RECORDED INFORMATION START

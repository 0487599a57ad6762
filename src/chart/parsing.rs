use std::collections::BTreeMap;
use std::path::Path;

use chrono::{Datelike, NaiveDate, NaiveTime, Timelike};
use serde::{Deserialize, Serialize};
use utoipa::ToSchema;

use crate::chart::error::InputError;
use crate::chart::types::{
    BirthData, ChartRecord, EphemerisSnapshot, HouseCusp, Planet, PlanetPosition, Significators,
};

const DATE_FORMAT: &str = "%d/%m/%Y";
const TIME_FORMAT: &str = "%H:%M:%S";
const MAX_UTC_OFFSET_HOURS: f64 = 14.0;

/// Civil date and time fields as typed into the birth form.
#[derive(Debug, Clone, Copy, PartialEq, Eq)]
pub struct CivilDateTime {
    pub year: i32,
    pub month: u32,
    pub day: u32,
    pub hour: u32,
    pub minute: u32,
    pub second: u32,
}

/// Parses `DD/MM/YYYY` and `HH:MM:SS`.
pub fn parse_date_time(date: &str, time: &str) -> Result<CivilDateTime, InputError> {
    let date = NaiveDate::parse_from_str(date.trim(), DATE_FORMAT)
        .map_err(|_| InputError::Date(date.to_string()))?;
    let time = NaiveTime::parse_from_str(time.trim(), TIME_FORMAT)
        .map_err(|_| InputError::Time(time.to_string()))?;

    Ok(CivilDateTime {
        year: date.year(),
        month: date.month(),
        day: date.day(),
        hour: time.hour(),
        minute: time.minute(),
        // chrono admits a leap second as 60
        second: time.second().min(59),
    })
}

impl BirthData {
    pub fn new(
        year: i32,
        month: u32,
        day: u32,
        hour: u32,
        minute: u32,
        second: u32,
        utc_offset: f64,
    ) -> Result<Self, InputError> {
        if NaiveDate::from_ymd_opt(year, month, day).is_none() {
            return Err(InputError::OutOfRange {
                field: "date",
                value: format!("{:04}-{:02}-{:02}", year, month, day),
            });
        }
        let check = |field: &'static str, value: u32, max: u32| {
            if value > max {
                Err(InputError::OutOfRange {
                    field,
                    value: value.to_string(),
                })
            } else {
                Ok(())
            }
        };
        check("hour", hour, 23)?;
        check("minute", minute, 59)?;
        check("second", second, 59)?;
        if !utc_offset.is_finite() || utc_offset.abs() > MAX_UTC_OFFSET_HOURS {
            return Err(InputError::OutOfRange {
                field: "utc_offset",
                value: utc_offset.to_string(),
            });
        }

        Ok(Self {
            year,
            month,
            day,
            hour,
            minute,
            second,
            utc_offset,
        })
    }

    pub fn from_civil(civil: CivilDateTime, utc_offset: f64) -> Result<Self, InputError> {
        Self::new(
            civil.year,
            civil.month,
            civil.day,
            civil.hour,
            civil.minute,
            civil.second,
            utc_offset,
        )
    }

    pub fn date_string(&self) -> String {
        format!("{:02}/{:02}/{:04}", self.day, self.month, self.year)
    }

    pub fn time_string(&self) -> String {
        format!("{:02}:{:02}:{:02}", self.hour, self.minute, self.second)
    }
}

#[derive(Debug, Clone, Serialize, Deserialize, ToSchema)]
pub struct BirthExport {
    /// DD/MM/YYYY
    pub date: String,
    /// HH:MM:SS
    pub time: String,
    /// Hours east of UTC.
    pub utc_offset: f64,
}

/// On-disk and on-the-wire shape of an ephemeris export.
#[derive(Debug, Clone, Serialize, Deserialize, ToSchema)]
pub struct ChartExport {
    pub name: String,
    pub birth: BirthExport,
    /// Keyed by body name: Asc, Sun, Moon, ... Ketu. Other bodies are ignored.
    #[serde(default)]
    pub planets: BTreeMap<String, PlanetPosition>,
    #[serde(default)]
    pub houses: Vec<HouseCusp>,
    #[serde(default)]
    pub house_significators: BTreeMap<String, Significators>,
    #[serde(default)]
    pub planet_significators: BTreeMap<String, Significators>,
    #[serde(default)]
    #[schema(value_type = Object)]
    pub vimshottari_dasa: serde_json::Value,
}

impl TryFrom<ChartExport> for ChartRecord {
    type Error = InputError;

    fn try_from(export: ChartExport) -> Result<Self, Self::Error> {
        let civil = parse_date_time(&export.birth.date, &export.birth.time)?;
        let birth = BirthData::from_civil(civil, export.birth.utc_offset)?;

        let mut snapshot = EphemerisSnapshot::default();
        for (name, position) in export.planets {
            match Planet::from_name(&name) {
                Some(planet) => {
                    snapshot.planets.insert(planet, position);
                }
                None => log::debug!("Skipping body outside the chart vocabulary: {}", name),
            }
        }
        for cusp in &export.houses {
            if !(1..=12).contains(&cusp.house) {
                return Err(InputError::House(cusp.house));
            }
        }
        snapshot.houses = export.houses;

        Ok(ChartRecord {
            name: export.name,
            birth,
            snapshot,
            house_significators: export.house_significators,
            planet_significators: export.planet_significators,
            vimshottari_dasa: export.vimshottari_dasa,
        })
    }
}

impl From<ChartRecord> for ChartExport {
    fn from(record: ChartRecord) -> Self {
        ChartExport {
            birth: BirthExport {
                date: record.birth.date_string(),
                time: record.birth.time_string(),
                utc_offset: record.birth.utc_offset,
            },
            name: record.name,
            planets: record
                .snapshot
                .planets
                .into_iter()
                .map(|(planet, position)| (planet.info().name.to_string(), position))
                .collect(),
            houses: record.snapshot.houses,
            house_significators: record.house_significators,
            planet_significators: record.planet_significators,
            vimshottari_dasa: record.vimshottari_dasa,
        }
    }
}

impl ChartRecord {
    /// Reads an export written as YAML (or JSON, which YAML accepts).
    pub fn from_str(content: &str) -> Result<Self, InputError> {
        let export: ChartExport = serde_yaml::from_str(content)?;
        ChartRecord::try_from(export)
    }

    pub fn from_file(path: &Path) -> Result<Self, InputError> {
        let content = std::fs::read_to_string(path)?;
        Self::from_str(&content)
    }
}

#[cfg(test)]
mod tests {
    use super::*;

    const EXPORT: &str = r#"
name: Asha
birth:
  date: 09/01/2000
  time: "14:30:00"
  utc_offset: 5.5
planets:
  Asc: { longitude: 12.5 }
  Sun: { LonDecDeg: 280.0, isRetroGrade: false, Rasi: Capricorn, Nakshatra: Uttara Ashadha, HouseNr: 10 }
  Saturn: { longitude: 16.2, retrograde: true }
  Uranus: { longitude: 290.1, retrograde: false }
houses:
  - { house: 1, longitude: 10.0 }
  - { HouseNr: 2, LonDecDeg: 40.0 }
house_significators:
  I: { A: [Mars], B: [], C: [Sun, Saturn], D: [] }
vimshottari_dasa:
  Moon: { start: 1995-02-01, end: 2005-02-01 }
"#;

    #[test]
    fn parses_form_fields() {
        let civil = parse_date_time("09/01/2000", "14:30:00").unwrap();
        assert_eq!(
            civil,
            CivilDateTime {
                year: 2000,
                month: 1,
                day: 9,
                hour: 14,
                minute: 30,
                second: 0
            }
        );
    }

    #[test]
    fn rejects_malformed_form_fields() {
        assert!(matches!(
            parse_date_time("2000-01-09", "14:30:00"),
            Err(InputError::Date(_))
        ));
        assert!(matches!(
            parse_date_time("31/02/2000", "14:30:00"),
            Err(InputError::Date(_))
        ));
        assert!(matches!(
            parse_date_time("09/01/2000", "2:30 PM"),
            Err(InputError::Time(_))
        ));
    }

    #[test]
    fn validates_birth_fields() {
        assert!(BirthData::new(2000, 1, 9, 14, 30, 0, 5.5).is_ok());
        assert!(BirthData::new(2000, 1, 9, 24, 0, 0, 0.0).is_err());
        assert!(BirthData::new(2001, 2, 29, 0, 0, 0, 0.0).is_err());
        assert!(BirthData::new(2000, 1, 9, 0, 0, 0, 15.0).is_err());
        assert!(BirthData::new(2000, 1, 9, 0, 0, 0, f64::NAN).is_err());
    }

    #[test]
    fn loads_export_and_drops_unknown_bodies() {
        let record = ChartRecord::from_str(EXPORT).unwrap();
        assert_eq!(record.name, "Asha");
        assert_eq!(record.birth.utc_offset, 5.5);
        assert_eq!(record.birth.day, 9);

        let planets: Vec<_> = record.snapshot.planets.keys().copied().collect();
        assert_eq!(planets, vec![Planet::Ascendant, Planet::Sun, Planet::Saturn]);

        let sun = &record.snapshot.planets[&Planet::Sun];
        assert_eq!(sun.longitude, 280.0);
        assert_eq!(sun.rasi.as_deref(), Some("Capricorn"));
        assert_eq!(sun.house, Some(10));
        assert!(record.snapshot.planets[&Planet::Saturn].retrograde);

        assert_eq!(record.snapshot.houses.len(), 2);
        assert_eq!(record.snapshot.houses[1].house, 2);
        assert_eq!(record.house_significators["I"].c, vec!["Sun", "Saturn"]);
        assert!(record.vimshottari_dasa.get("Moon").is_some());
    }

    #[test]
    fn rejects_house_numbers_outside_the_wheel() {
        let yaml = EXPORT.replace("house: 1,", "house: 13,");
        assert!(matches!(
            ChartRecord::from_str(&yaml),
            Err(InputError::House(13))
        ));
    }

    #[test]
    fn json_wire_format_matches_export() {
        let record = ChartRecord::from_str(EXPORT).unwrap();
        let json = serde_json::to_value(&record).unwrap();
        assert_eq!(json["birth"]["date"], "09/01/2000");
        assert_eq!(json["birth"]["time"], "14:30:00");
        assert_eq!(json["planets"]["Asc"]["longitude"], 12.5);

        let back: ChartRecord = serde_json::from_value(json).unwrap();
        assert_eq!(back, record);
    }

    #[test]
    fn reads_from_file() {
        let dir = tempfile::tempdir().unwrap();
        let path = dir.path().join("asha.yaml");
        std::fs::write(&path, EXPORT).unwrap();
        assert_eq!(ChartRecord::from_file(&path).unwrap().name, "Asha");

        assert!(matches!(
            ChartRecord::from_file(&dir.path().join("missing.yaml")),
            Err(InputError::Io(_))
        ));
    }
}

RECORDED INFORMATION END

WORK ITEM:
Scan the listing for "Moon" and copy out each line that has it.

TASK SOLUTION:
    /// Keyed by body name: Asc, Sun, Moon, ... Ketu. Other bodies are ignored.
  Moon: { start: 1995-02-01, end: 2005-02-01 }
        assert!(record.vimshottari_dasa.get("Moon").is_some());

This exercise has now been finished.